WHAT IS BEING ASKED:
Pick out all lines of the entries that include the word "Result" and copy them.
-- TASK INPUTS follows --
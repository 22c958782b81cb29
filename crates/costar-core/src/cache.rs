//! On-disk snapshot of the whole graph.
//!
//! A snapshot is a single pretty-printed JSON document:
//!
//! ```json
//! { "buildTimestamp": "2024-05-01T12:00:00Z", "people": [...], "media": [...] }
//! ```
//!
//! There is no version field; readers rely on the serde shape. Writes go to a
//! sibling `.tmp` file that is renamed over the target, so an interrupted
//! write leaves the previous snapshot intact.

use std::fs;
use std::io;
use std::path::{Path, PathBuf};

use chrono::{DateTime, Duration, Utc};
use serde::{Deserialize, Serialize};

use crate::error::ErrorCode;
use crate::model::{Media, Person};

/// Persisted graph state.
#[derive(Debug, Clone, PartialEq, Eq, Serialize, Deserialize)]
#[serde(rename_all = "camelCase")]
pub struct GraphSnapshot {
    pub build_timestamp: DateTime<Utc>,
    #[serde(default)]
    pub people: Vec<Person>,
    #[serde(default)]
    pub media: Vec<Media>,
}

/// Why a snapshot could not be loaded or saved.
#[derive(Debug, thiserror::Error)]
pub enum CacheError {
    #[error("snapshot not found: {}", .0.display())]
    Missing(PathBuf),

    #[error("failed to read snapshot {path}: {source}")]
    Io {
        path: String,
        #[source]
        source: io::Error,
    },

    #[error("snapshot {path} is not valid: {source}")]
    Corrupt {
        path: String,
        #[source]
        source: serde_json::Error,
    },

    #[error("snapshot has no {0}")]
    Empty(&'static str),

    #[error("snapshot built at {built} is older than {max_age_hours}h")]
    Stale {
        built: DateTime<Utc>,
        max_age_hours: i64,
    },

    #[error("failed to write snapshot {path}: {source}")]
    Write {
        path: String,
        #[source]
        source: io::Error,
    },

    #[error("failed to encode snapshot: {0}")]
    Encode(#[source] serde_json::Error),
}

impl CacheError {
    #[must_use]
    pub const fn code(&self) -> ErrorCode {
        match self {
            Self::Missing(_) => ErrorCode::CacheMissing,
            Self::Io { .. } | Self::Corrupt { .. } => ErrorCode::CacheCorrupt,
            Self::Empty(_) => ErrorCode::CacheEmpty,
            Self::Stale { .. } => ErrorCode::CacheStale,
            Self::Write { .. } | Self::Encode(_) => ErrorCode::CacheWriteFailed,
        }
    }
}

impl GraphSnapshot {
    #[must_use]
    pub fn new(people: Vec<Person>, media: Vec<Media>) -> Self {
        Self {
            build_timestamp: Utc::now(),
            people,
            media,
        }
    }

    /// Check that the snapshot is usable at `now`.
    ///
    /// # Errors
    ///
    /// [`CacheError::Stale`] if it is older than `max_age`,
    /// [`CacheError::Empty`] if either collection is empty.
    pub fn validate(&self, now: DateTime<Utc>, max_age: Duration) -> Result<(), CacheError> {
        if now.signed_duration_since(self.build_timestamp) > max_age {
            return Err(CacheError::Stale {
                built: self.build_timestamp,
                max_age_hours: max_age.num_hours(),
            });
        }
        if self.people.is_empty() {
            return Err(CacheError::Empty("people"));
        }
        if self.media.is_empty() {
            return Err(CacheError::Empty("media"));
        }
        Ok(())
    }
}

/// Read a snapshot file.
///
/// # Errors
///
/// [`CacheError::Missing`] when the file does not exist, [`CacheError::Io`]
/// when it cannot be read, [`CacheError::Corrupt`] when it is empty or not a
/// snapshot.
pub fn read_snapshot(path: &Path) -> Result<GraphSnapshot, CacheError> {
    let bytes = match fs::read(path) {
        Ok(bytes) => bytes,
        Err(e) if e.kind() == io::ErrorKind::NotFound => {
            return Err(CacheError::Missing(path.to_path_buf()));
        }
        Err(e) => {
            return Err(CacheError::Io {
                path: path.display().to_string(),
                source: e,
            });
        }
    };

    serde_json::from_slice(&bytes).map_err(|e| CacheError::Corrupt {
        path: path.display().to_string(),
        source: e,
    })
}

/// Write a snapshot file atomically, creating parent directories.
///
/// Returns the number of bytes written.
///
/// # Errors
///
/// [`CacheError::Encode`] or [`CacheError::Write`].
pub fn write_snapshot(path: &Path, snapshot: &GraphSnapshot) -> Result<u64, CacheError> {
    let write_err = |source: io::Error| CacheError::Write {
        path: path.display().to_string(),
        source,
    };

    let bytes = serde_json::to_vec_pretty(snapshot).map_err(CacheError::Encode)?;

    if let Some(parent) = path.parent().filter(|p| !p.as_os_str().is_empty()) {
        fs::create_dir_all(parent).map_err(write_err)?;
    }

    let tmp = path.with_extension("json.tmp");
    fs::write(&tmp, &bytes).map_err(write_err)?;
    fs::rename(&tmp, path).map_err(|e| {
        let _ = fs::remove_file(&tmp);
        write_err(e)
    })?;

    Ok(bytes.len() as u64)
}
-- TASK INPUTS concluded --
EXPECTED ANSWER:
    pub fn validate(&self, now: DateTime<Utc>, max_age: Duration) -> Result<(), CacheError> {
pub fn read_snapshot(path: &Path) -> Result<GraphSnapshot, CacheError> {
pub fn write_snapshot(path: &Path, snapshot: &GraphSnapshot) -> Result<u64, CacheError> {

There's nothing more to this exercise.